Directions for this task -
Transcribe the listing word for word. Begin at its first line and end with the line containing "fn delete_framebuffer(&self, framebuffer: &WebGlFramebuffer)".

======

impl WebGlRenderingContext for RecordingWebGlContext {
    // Constants

    fn constant(&self, name: &str) -> Option<GLenum> {
        self.inner.enums.value(name)
    }

    fn constant_name(&self, value: GLenum) -> Option<&'static str> {
        self.inner.enums.name(value)
    }

    // Drawing buffer

    fn drawing_buffer_width(&self) -> GLsizei {
        self.inner.surface.borrow().width as GLsizei
    }

    fn drawing_buffer_height(&self) -> GLsizei {
        self.inner.surface.borrow().height as GLsizei
    }

    // Object creation

    fn create_buffer(&self) -> WebGlBuffer {
        WebGlBuffer::new(self.create_handle("createBuffer", &[]))
    }

    fn create_framebuffer(&self) -> WebGlFramebuffer {
        WebGlFramebuffer::new(self.create_handle("createFramebuffer", &[]))
    }

    fn create_program(&self) -> WebGlProgram {
        WebGlProgram::new(self.create_handle("createProgram", &[]))
    }

    fn create_renderbuffer(&self) -> WebGlRenderbuffer {
        WebGlRenderbuffer::new(self.create_handle("createRenderbuffer", &[]))
    }

    fn create_shader(&self, shader_type: GLenum) -> WebGlShader {
        let args = [self.enum_arg(shader_type)];
        WebGlShader::new(self.create_handle("createShader", &args))
    }

    fn create_texture(&self) -> WebGlTexture {
        WebGlTexture::new(self.create_handle("createTexture", &[]))
    }

    fn get_uniform_location(&self, program: &WebGlProgram, name: &str) -> WebGlUniformLocation {
        let args = [program.arg(), name.into()];
        WebGlUniformLocation::new(self.create_handle("getUniformLocation", &args))
    }

    // Object deletion

    fn delete_buffer(&self, buffer: &WebGlBuffer) {
        self.record("deleteBuffer", &[buffer.arg()]);
    }

    fn delete_framebuffer(&self, framebuffer: &WebGlFramebuffer) {
        self.record("deleteFramebuffer", &[framebuffer.arg()]);
    }

    fn delete_program(&self, program: &WebGlProgram) {
        self.record("deleteProgram", &[program.arg()]);
    }

    fn delete_renderbuffer(&self, renderbuffer: &WebGlRenderbuffer) {
        self.record("deleteRenderbuffer", &[renderbuffer.arg()]);
    }

    fn delete_shader(&self, shader: &WebGlShader) {
        self.record("deleteShader", &[shader.arg()]);
    }

    fn delete_texture(&self, texture: &WebGlTexture) {
        self.record("deleteTexture", &[texture.arg()]);
    }

    // Binding

    fn active_texture(&self, texture: GLenum) {
        self.record("activeTexture", &[self.enum_arg(texture)]);
    }

    fn bind_buffer(&self, target: GLenum, buffer: Option<&WebGlBuffer>) {
        let args = [self.enum_arg(target), buffer.map_or(Arg::Null, WebGlBuffer::arg)];
        self.record("bindBuffer", &args);
    }

    fn bind_framebuffer(&self, target: GLenum, framebuffer: Option<&WebGlFramebuffer>) {
        let args = [self.enum_arg(target), framebuffer.map_or(Arg::Null, WebGlFramebuffer::arg)];
        self.record("bindFramebuffer", &args);
    }

    fn bind_renderbuffer(&self, target: GLenum, renderbuffer: Option<&WebGlRenderbuffer>) {
        let args = [
            self.enum_arg(target),
            renderbuffer.map_or(Arg::Null, WebGlRenderbuffer::arg),
        ];
        self.record("bindRenderbuffer", &args);
    }

    fn bind_texture(&self, target: GLenum, texture: Option<&WebGlTexture>) {
        let args = [self.enum_arg(target), texture.map_or(Arg::Null, WebGlTexture::arg)];
        self.record("bindTexture", &args);
    }

    // Buffers

    fn buffer_data(&self, target: GLenum, data: BufferSource<'_>, usage: GLenum) {
        let args = [self.enum_arg(target), data.arg(), self.enum_arg(usage)];
        self.record_values("bufferData", &args);
    }

    fn buffer_sub_data(&self, target: GLenum, offset: GLintptr, data: BufferSource<'_>) {
        let args = [self.enum_arg(target), offset.into(), data.arg()];
        self.record_values("bufferSubData", &args);
    }

    // Clearing

    /// A combination of buffer bits cannot be split back into names, since
    /// table values are not bit flags; it is written as the raw number.
    fn clear(&self, mask: GLbitfield) {
        self.record_values("clear", &[self.mask_arg(mask)]);
    }

    fn clear_color(&self, red: GLclampf, green: GLclampf, blue: GLclampf, alpha: GLclampf) {
        let args = [red.into(), green.into(), blue.into(), alpha.into()];
        self.record_values("clearColor", &args);
    }

    fn clear_depth(&self, depth: GLclampf) {
        self.record_values("clearDepth", &[depth.into()]);
    }

    fn clear_stencil(&self, s: GLint) {
        self.record_values("clearStencil", &[s.into()]);
    }

    fn color_mask(&self, red: GLboolean, green: GLboolean, blue: GLboolean, alpha: GLboolean) {
        let args = [red.into(), green.into(), blue.into(), alpha.into()];
        self.record_values("colorMask", &args);
    }

    // Shaders and programs

    fn shader_source(&self, shader: &WebGlShader, source: &str) {
        self.record_values("shaderSource", &[shader.arg(), source.into()]);
    }

    fn compile_shader(&self, shader: &WebGlShader) {
        self.record("compileShader", &[shader.arg()]);
    }

    fn attach_shader(&self, program: &WebGlProgram, shader: &WebGlShader) {
        self.record("attachShader", &[program.arg(), shader.arg()]);
    }

    fn detach_shader(&self, program: &WebGlProgram, shader: &WebGlShader) {
        self.record("detachShader", &[program.arg(), shader.arg()]);
    }

    fn link_program(&self, program: &WebGlProgram) {
        self.record("linkProgram", &[program.arg()]);
    }

    fn use_program(&self, program: Option<&WebGlProgram>) {
        self.record("useProgram", &[program.map_or(Arg::Null, WebGlProgram::arg)]);
    }

    fn validate_program(&self, program: &WebGlProgram) {
        self.record("validateProgram", &[program.arg()]);
    }

    // Capabilities

    fn enable(&self, cap: GLenum) {
        self.record("enable", &[self.enum_arg(cap)]);
    }

    fn disable(&self, cap: GLenum) {
        self.record("disable", &[self.enum_arg(cap)]);
    }

    // Vertex attributes

    fn enable_vertex_attrib_array(&self, index: GLuint) {
        self.record("enableVertexAttribArray", &[index.into()]);
    }

    fn disable_vertex_attrib_array(&self, index: GLuint) {
        self.record("disableVertexAttribArray", &[index.into()]);
    }

    fn vertex_attrib_pointer(
        &self,
        index: GLuint,
        size: GLint,
        data_type: GLenum,
        normalized: GLboolean,
        stride: GLsizei,
        offset: GLintptr,
    ) {
        let args = [
            index.into(),
            size.into(),
            self.enum_arg(data_type),
            normalized.into(),
            stride.into(),
            offset.into(),
        ];
        self.record_values("vertexAttribPointer", &args);
    }

    fn vertex_attrib1f(&self, index: GLuint, x: GLfloat) {
        self.record_attrib("vertexAttrib1f", index, &[x]);
    }

    fn vertex_attrib2f(&self, index: GLuint, x: GLfloat, y: GLfloat) {
        self.record_attrib("vertexAttrib2f", index, &[x, y]);
    }

    fn vertex_attrib3f(&self, index: GLuint, x: GLfloat, y: GLfloat, z: GLfloat) {
        self.record_attrib("vertexAttrib3f", index, &[x, y, z]);
    }

    fn vertex_attrib4f(&self, index: GLuint, x: GLfloat, y: GLfloat, z: GLfloat, w: GLfloat) {
        self.record_attrib("vertexAttrib4f", index, &[x, y, z, w]);
    }

    fn vertex_attrib1fv(&self, index: GLuint, values: &[GLfloat]) {
        self.record("vertexAttrib1fv", &[index.into(), values.into()]);
    }

    fn vertex_attrib2fv(&self, index: GLuint, values: &[GLfloat]) {
        self.record("vertexAttrib2fv", &[index.into(), values.into()]);
    }

    fn vertex_attrib3fv(&self, index: GLuint, values: &[GLfloat]) {
        self.record("vertexAttrib3fv", &[index.into(), values.into()]);
    }

    fn vertex_attrib4fv(&self, index: GLuint, values: &[GLfloat]) {
        self.record("vertexAttrib4fv", &[index.into(), values.into()]);
    }

    // Uniforms

    fn get_uniform(&self, program: &WebGlProgram, location: &WebGlUniformLocation) {
        self.record("getUniform", &[program.arg(), location.arg()]);
    }

    fn uniform1f(&self, location: &WebGlUniformLocation, x: GLfloat) {
        self.record_floats("uniform1f", location.arg(), &[x]);
    }

    fn uniform2f(&self, location: &WebGlUniformLocation, x: GLfloat, y: GLfloat) {
        self.record_floats("uniform2f", location.arg(), &[x, y]);
    }

    fn uniform3f(&self, location: &WebGlUniformLocation, x: GLfloat, y: GLfloat, z: GLfloat) {
        self.record_floats("uniform3f", location.arg(), &[x, y, z]);
    }

    fn uniform4f(
        &self,
        location: &WebGlUniformLocation,
        x: GLfloat,
        y: GLfloat,
        z: GLfloat,
        w: GLfloat,
    ) {
        self.record_floats("uniform4f", location.arg(), &[x, y, z, w]);
    }

    fn uniform1i(&self, location: &WebGlUniformLocation, x: GLint) {
        self.record_ints("uniform1i", location.arg(), &[x]);
    }

    fn uniform2i(&self, location: &WebGlUniformLocation, x: GLint, y: GLint) {
        self.record_ints("uniform2i", location.arg(), &[x, y]);
    }

    fn uniform3i(&self, location: &WebGlUniformLocation, x: GLint, y: GLint, z: GLint) {
        self.record_ints("uniform3i", location.arg(), &[x, y, z]);
    }

    fn uniform4i(&self, location: &WebGlUniformLocation, x: GLint, y: GLint, z: GLint, w: GLint) {
        self.record_ints("uniform4i", location.arg(), &[x, y, z, w]);
    }

    fn uniform1fv(&self, location: &WebGlUniformLocation, values: &[GLfloat]) {
        self.record_values("uniform1fv", &[location.arg(), values.into()]);
    }

    fn uniform2fv(&self, location: &WebGlUniformLocation, values: &[GLfloat]) {
        self.record_values("uniform2fv", &[location.arg(), values.into()]);
    }

    fn uniform3fv(&self, location: &WebGlUniformLocation, values: &[GLfloat]) {
        self.record_values("uniform3fv", &[location.arg(), values.into()]);
    }

    fn uniform4fv(&self, location: &WebGlUniformLocation, values: &[GLfloat]) {
        self.record_values("uniform4fv", &[location.arg(), values.into()]);
    }

    fn uniform1iv(&self, location: &WebGlUniformLocation, values: &[GLint]) {
        self.record_values("uniform1iv", &[location.arg(), values.into()]);
    }

    fn uniform2iv(&self, location: &WebGlUniformLocation, values: &[GLint]) {
        self.record_values("uniform2iv", &[location.arg(), values.into()]);
    }

    fn uniform3iv(&self, location: &WebGlUniformLocation, values: &[GLint]) {
        self.record_values("uniform3iv", &[location.arg(), values.into()]);
    }

    fn uniform4iv(&self, location: &WebGlUniformLocation, values: &[GLint]) {
        self.record_values("uniform4iv", &[location.arg(), values.into()]);
    }

    fn uniform_matrix2fv(&self, location: &WebGlUniformLocation, transpose: bool, values: &[GLfloat]) {
        self.record_values("uniformMatrix2fv", &[location.arg(), transpose.into(), values.into()]);
    }

    fn uniform_matrix3fv(&self, location: &WebGlUniformLocation, transpose: bool, values: &[GLfloat]) {
        self.record_values("uniformMatrix3fv", &[location.arg(), transpose.into(), values.into()]);
    }

    fn uniform_matrix4fv(&self, location: &WebGlUniformLocation, transpose: bool, values: &[GLfloat]) {
        self.record_values("uniformMatrix4fv", &[location.arg(), transpose.into(), values.into()]);
    }

    // Drawing

    fn draw_arrays(&self, mode: GLenum, first: GLint, count: GLsizei) {
        let args = [self.enum_arg(mode), first.into(), count.into()];
        self.record("drawArrays", &args);
    }

    fn draw_elements(&self, mode: GLenum, count: GLsizei, index_type: GLenum, offset: GLintptr) {
        let args = [
            self.enum_arg(mode),
            count.into(),
            self.enum_arg(index_type),
            offset.into(),
        ];
        self.record("drawElements", &args);
    }

    fn viewport(&self, x: GLint, y: GLint, width: GLsizei, height: GLsizei) {
        self.record_values("viewport", &[x.into(), y.into(), width.into(), height.into()]);
    }

    fn finish(&self) {
        self.record("finish", &[]);
    }

    fn flush(&self) {
        self.record("flush", &[]);
    }

    // Queries

    fn get_parameter(&self, _pname: GLenum) -> bool {
        true
    }

    fn get_buffer_parameter(&self, _target: GLenum, _pname: GLenum) -> bool {
        true
    }

    fn get_framebuffer_attachment_parameter(
        &self,
        _target: GLenum,
        _attachment: GLenum,
        _pname: GLenum,
    ) -> bool {
        true
    }

    fn get_program_parameter(&self, _program: &WebGlProgram, _pname: GLenum) -> bool {
        true
    }

    fn get_renderbuffer_parameter(&self, _target: GLenum, _pname: GLenum) -> bool {
        true
    }

    fn get_shader_parameter(&self, _shader: &WebGlShader, _pname: GLenum) -> bool {
        true
    }

    fn get_tex_parameter(&self, _target: GLenum, _pname: GLenum) -> bool {
        true
    }

    fn is_enabled(&self, _cap: GLenum) -> bool {
        true
    }

    fn get_supported_extensions(&self) -> Vec<String> {
        Vec::new()
    }

    fn get_extension(&self, name: &str) -> Option<LoseContextExtension> {
        if name == LoseContextExtension::NAME {
            Some(LoseContextExtension::new(&self.inner.var_name, self.inner.log.clone()))
        } else {
            tracing::debug!(context = %self.inner.var_name, extension = name, "extension unavailable");
            None
        }
    }
}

======

Answer section -
impl WebGlRenderingContext for RecordingWebGlContext {
    // Constants

    fn constant(&self, name: &str) -> Option<GLenum> {
        self.inner.enums.value(name)
    }

    fn constant_name(&self, value: GLenum) -> Option<&'static str> {
        self.inner.enums.name(value)
    }

    // Drawing buffer

    fn drawing_buffer_width(&self) -> GLsizei {
        self.inner.surface.borrow().width as GLsizei
    }

    fn drawing_buffer_height(&self) -> GLsizei {
        self.inner.surface.borrow().height as GLsizei
    }

    // Object creation

    fn create_buffer(&self) -> WebGlBuffer {
        WebGlBuffer::new(self.create_handle("createBuffer", &[]))
    }

    fn create_framebuffer(&self) -> WebGlFramebuffer {
        WebGlFramebuffer::new(self.create_handle("createFramebuffer", &[]))
    }

    fn create_program(&self) -> WebGlProgram {
        WebGlProgram::new(self.create_handle("createProgram", &[]))
    }

    fn create_renderbuffer(&self) -> WebGlRenderbuffer {
        WebGlRenderbuffer::new(self.create_handle("createRenderbuffer", &[]))
    }

    fn create_shader(&self, shader_type: GLenum) -> WebGlShader {
        let args = [self.enum_arg(shader_type)];
        WebGlShader::new(self.create_handle("createShader", &args))
    }

    fn create_texture(&self) -> WebGlTexture {
        WebGlTexture::new(self.create_handle("createTexture", &[]))
    }

    fn get_uniform_location(&self, program: &WebGlProgram, name: &str) -> WebGlUniformLocation {
        let args = [program.arg(), name.into()];
        WebGlUniformLocation::new(self.create_handle("getUniformLocation", &args))
    }

    // Object deletion

    fn delete_buffer(&self, buffer: &WebGlBuffer) {
        self.record("deleteBuffer", &[buffer.arg()]);
    }

    fn delete_framebuffer(&self, framebuffer: &WebGlFramebuffer) {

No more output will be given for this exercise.